- **Aim of the exercise**
The lines from the top of the listing through the one containing "use tower_http::cors::CorsLayer;" are to be retyped exactly, with no other lines.

- **Task data**
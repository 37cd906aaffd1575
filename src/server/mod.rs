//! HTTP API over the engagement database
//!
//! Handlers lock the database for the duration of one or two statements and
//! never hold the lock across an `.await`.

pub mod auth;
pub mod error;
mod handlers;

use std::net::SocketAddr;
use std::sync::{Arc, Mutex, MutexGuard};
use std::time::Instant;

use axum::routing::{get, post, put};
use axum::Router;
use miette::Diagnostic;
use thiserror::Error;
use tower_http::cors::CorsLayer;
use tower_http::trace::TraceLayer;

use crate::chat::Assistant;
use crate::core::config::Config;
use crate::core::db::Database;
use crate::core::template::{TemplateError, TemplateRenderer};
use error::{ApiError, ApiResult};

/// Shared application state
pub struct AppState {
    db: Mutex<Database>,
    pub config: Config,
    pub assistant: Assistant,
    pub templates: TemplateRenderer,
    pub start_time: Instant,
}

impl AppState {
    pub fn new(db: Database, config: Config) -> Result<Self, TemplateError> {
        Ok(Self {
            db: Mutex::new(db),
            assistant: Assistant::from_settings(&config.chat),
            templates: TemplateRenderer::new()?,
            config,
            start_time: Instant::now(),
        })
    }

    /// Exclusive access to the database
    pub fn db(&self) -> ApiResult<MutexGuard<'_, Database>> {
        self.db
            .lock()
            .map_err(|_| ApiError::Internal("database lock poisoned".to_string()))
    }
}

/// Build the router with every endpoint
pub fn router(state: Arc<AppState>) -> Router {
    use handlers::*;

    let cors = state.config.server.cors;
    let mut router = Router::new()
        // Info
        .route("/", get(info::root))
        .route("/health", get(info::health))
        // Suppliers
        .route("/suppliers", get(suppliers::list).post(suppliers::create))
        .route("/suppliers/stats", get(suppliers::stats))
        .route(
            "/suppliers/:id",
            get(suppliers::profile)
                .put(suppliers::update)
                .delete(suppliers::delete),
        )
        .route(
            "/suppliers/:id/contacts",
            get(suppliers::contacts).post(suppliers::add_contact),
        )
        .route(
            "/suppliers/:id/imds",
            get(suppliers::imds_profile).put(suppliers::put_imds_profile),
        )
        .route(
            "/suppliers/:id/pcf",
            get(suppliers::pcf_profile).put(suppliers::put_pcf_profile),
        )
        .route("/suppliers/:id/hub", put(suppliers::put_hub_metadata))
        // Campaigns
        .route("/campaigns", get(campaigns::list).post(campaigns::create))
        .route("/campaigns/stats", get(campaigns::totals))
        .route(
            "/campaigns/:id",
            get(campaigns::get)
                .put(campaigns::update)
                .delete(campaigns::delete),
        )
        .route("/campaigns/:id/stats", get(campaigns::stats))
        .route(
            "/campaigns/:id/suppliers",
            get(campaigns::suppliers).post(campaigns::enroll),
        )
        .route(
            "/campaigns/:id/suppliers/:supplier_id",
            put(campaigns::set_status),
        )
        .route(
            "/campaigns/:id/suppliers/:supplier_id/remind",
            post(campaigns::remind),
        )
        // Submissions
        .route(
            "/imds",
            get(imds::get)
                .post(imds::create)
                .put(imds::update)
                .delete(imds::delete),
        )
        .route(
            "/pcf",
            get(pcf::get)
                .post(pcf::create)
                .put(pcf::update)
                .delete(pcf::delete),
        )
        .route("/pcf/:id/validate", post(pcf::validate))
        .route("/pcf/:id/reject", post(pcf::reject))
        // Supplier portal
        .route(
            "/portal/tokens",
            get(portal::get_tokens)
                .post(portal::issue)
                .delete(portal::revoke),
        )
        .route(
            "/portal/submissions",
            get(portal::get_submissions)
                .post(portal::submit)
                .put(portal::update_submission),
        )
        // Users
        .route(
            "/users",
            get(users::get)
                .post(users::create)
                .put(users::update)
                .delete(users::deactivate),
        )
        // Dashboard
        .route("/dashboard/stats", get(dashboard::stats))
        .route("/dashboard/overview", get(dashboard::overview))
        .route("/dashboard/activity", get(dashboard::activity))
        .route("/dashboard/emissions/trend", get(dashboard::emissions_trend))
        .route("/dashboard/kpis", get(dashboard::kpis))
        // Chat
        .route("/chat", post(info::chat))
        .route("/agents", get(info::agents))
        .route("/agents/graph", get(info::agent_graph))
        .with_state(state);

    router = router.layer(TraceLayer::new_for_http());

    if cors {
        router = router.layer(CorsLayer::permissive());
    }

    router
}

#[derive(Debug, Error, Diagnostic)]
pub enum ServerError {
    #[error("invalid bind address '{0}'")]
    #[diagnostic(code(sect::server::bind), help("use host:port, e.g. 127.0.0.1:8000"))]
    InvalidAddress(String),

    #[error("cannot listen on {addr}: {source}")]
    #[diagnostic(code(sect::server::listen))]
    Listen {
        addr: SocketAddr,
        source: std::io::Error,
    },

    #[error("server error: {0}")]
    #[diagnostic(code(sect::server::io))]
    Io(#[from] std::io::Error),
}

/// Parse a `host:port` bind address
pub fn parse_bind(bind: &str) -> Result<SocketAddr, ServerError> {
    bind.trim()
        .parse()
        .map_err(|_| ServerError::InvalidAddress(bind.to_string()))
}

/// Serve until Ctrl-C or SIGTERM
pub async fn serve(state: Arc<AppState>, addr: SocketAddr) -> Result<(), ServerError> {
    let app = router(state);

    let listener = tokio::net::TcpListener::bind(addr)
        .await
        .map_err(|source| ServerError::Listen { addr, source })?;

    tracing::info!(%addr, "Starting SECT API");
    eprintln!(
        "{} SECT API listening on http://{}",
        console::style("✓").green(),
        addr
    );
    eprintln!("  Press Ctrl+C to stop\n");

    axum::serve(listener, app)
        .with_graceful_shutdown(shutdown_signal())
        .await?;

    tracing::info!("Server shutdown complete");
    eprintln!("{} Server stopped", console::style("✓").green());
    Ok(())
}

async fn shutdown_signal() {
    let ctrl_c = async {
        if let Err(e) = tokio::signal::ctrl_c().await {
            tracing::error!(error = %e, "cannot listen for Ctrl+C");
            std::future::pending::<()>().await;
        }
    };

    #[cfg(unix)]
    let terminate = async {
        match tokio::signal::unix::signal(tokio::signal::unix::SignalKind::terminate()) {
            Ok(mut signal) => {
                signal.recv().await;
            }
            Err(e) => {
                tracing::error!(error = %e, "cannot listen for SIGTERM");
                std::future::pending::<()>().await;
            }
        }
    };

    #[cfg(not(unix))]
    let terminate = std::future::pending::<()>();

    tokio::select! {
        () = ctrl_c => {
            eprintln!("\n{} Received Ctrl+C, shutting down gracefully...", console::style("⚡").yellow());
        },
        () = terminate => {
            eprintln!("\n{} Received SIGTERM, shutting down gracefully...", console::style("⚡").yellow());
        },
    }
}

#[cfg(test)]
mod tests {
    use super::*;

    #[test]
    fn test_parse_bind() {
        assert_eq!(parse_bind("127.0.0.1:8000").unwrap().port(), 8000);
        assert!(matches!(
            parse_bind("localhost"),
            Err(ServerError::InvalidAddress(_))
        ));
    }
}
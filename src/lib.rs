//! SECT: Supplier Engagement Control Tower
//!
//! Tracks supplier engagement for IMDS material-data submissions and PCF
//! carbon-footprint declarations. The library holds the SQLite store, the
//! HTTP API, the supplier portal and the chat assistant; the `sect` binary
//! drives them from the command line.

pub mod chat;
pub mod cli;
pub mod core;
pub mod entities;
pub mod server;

- **Reply to the task**
repository 37cd906aaffd1575
filename src/server/mod.rs
//! HTTP API over the engagement database
//!
//! Handlers lock the database for the duration of one or two statements and
//! never hold the lock across an `.await`.

pub mod auth;
pub mod error;
mod handlers;

use std::net::SocketAddr;
use std::sync::{Arc, Mutex, MutexGuard};
use std::time::Instant;

use axum::routing::{get, post, put};
use axum::Router;
use miette::Diagnostic;
use thiserror::Error;
use tower_http::cors::CorsLayer;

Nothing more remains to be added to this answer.